▸ Task item: Find all the lines in the entries below that hold the word "filename" and copy them.

▸ Excerpted records:

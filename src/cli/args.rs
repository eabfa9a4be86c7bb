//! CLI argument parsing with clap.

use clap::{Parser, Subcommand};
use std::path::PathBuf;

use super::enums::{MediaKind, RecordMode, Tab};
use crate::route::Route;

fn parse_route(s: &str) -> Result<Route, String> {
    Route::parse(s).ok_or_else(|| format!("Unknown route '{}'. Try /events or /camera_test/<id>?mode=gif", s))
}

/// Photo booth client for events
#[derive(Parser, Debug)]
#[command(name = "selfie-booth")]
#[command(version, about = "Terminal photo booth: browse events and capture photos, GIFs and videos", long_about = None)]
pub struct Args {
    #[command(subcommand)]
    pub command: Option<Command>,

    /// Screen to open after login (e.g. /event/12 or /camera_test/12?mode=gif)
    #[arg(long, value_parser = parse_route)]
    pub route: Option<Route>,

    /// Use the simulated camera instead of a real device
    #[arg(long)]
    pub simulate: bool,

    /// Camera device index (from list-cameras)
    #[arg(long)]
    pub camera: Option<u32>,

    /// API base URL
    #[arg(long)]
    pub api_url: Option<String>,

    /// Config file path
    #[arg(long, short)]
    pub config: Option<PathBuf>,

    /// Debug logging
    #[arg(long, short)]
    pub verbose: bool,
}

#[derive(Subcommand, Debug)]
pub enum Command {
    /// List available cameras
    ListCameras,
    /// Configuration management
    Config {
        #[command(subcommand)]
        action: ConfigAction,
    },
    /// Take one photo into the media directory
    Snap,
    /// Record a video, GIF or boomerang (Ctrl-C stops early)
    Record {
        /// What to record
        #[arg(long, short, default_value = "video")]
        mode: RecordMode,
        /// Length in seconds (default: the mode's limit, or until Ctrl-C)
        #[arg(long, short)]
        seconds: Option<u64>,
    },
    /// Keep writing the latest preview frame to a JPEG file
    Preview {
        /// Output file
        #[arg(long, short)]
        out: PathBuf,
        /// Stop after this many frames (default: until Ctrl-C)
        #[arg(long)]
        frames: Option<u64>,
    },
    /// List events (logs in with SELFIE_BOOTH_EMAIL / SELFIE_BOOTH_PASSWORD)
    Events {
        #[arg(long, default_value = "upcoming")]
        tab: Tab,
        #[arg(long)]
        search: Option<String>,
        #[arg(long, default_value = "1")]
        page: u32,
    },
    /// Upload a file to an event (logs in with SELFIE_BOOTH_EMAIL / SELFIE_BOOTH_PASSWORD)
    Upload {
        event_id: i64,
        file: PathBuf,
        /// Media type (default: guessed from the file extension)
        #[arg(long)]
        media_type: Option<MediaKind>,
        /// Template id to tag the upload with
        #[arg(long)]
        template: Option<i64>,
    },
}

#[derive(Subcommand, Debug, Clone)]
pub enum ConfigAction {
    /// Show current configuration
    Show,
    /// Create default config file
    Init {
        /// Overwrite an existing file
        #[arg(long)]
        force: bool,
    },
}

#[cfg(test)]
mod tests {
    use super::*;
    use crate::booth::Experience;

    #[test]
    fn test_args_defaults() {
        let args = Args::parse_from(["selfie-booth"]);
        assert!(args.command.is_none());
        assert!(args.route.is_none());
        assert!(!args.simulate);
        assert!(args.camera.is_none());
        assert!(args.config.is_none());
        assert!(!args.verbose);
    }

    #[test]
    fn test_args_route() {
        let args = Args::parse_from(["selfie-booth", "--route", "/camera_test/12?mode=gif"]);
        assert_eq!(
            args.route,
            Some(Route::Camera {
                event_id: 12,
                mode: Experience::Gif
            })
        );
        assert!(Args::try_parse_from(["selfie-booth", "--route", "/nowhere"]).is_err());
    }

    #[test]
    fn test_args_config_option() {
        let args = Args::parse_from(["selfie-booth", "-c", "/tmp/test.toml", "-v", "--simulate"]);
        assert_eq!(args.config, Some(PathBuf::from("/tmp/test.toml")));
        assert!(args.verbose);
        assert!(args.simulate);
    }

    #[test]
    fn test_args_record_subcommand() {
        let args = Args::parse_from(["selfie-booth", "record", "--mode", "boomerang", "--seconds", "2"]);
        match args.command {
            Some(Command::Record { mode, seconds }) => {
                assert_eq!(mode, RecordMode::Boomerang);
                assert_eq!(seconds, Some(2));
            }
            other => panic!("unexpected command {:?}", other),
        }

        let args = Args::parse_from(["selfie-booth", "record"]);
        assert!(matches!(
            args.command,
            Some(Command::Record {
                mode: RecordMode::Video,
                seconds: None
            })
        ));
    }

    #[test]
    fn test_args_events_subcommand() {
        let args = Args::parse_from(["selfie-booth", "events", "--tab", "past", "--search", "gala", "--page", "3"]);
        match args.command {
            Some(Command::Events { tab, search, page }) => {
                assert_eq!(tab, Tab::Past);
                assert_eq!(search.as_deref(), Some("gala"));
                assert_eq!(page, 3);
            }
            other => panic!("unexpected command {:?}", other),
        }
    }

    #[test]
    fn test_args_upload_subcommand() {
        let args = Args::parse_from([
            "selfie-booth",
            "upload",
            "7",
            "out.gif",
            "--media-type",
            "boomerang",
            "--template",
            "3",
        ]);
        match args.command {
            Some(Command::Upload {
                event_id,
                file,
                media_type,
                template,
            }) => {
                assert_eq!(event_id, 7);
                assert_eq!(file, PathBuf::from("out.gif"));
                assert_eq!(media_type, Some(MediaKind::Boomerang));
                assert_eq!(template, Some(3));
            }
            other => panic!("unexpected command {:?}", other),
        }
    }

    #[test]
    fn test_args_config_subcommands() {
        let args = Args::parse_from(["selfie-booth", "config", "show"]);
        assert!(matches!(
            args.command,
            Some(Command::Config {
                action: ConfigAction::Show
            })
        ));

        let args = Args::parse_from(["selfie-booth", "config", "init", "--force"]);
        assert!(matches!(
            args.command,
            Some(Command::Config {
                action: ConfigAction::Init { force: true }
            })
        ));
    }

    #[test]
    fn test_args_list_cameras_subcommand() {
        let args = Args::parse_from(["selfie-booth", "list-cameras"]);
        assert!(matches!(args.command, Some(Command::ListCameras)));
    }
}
...
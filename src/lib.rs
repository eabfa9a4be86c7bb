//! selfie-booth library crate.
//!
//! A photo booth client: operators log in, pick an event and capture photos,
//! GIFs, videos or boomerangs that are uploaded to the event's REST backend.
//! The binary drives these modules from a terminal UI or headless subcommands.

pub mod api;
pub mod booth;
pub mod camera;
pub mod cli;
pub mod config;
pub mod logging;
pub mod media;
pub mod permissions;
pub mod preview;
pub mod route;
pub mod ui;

▸ Your solution:
filename src/cli/args.rs
filename src/lib.rs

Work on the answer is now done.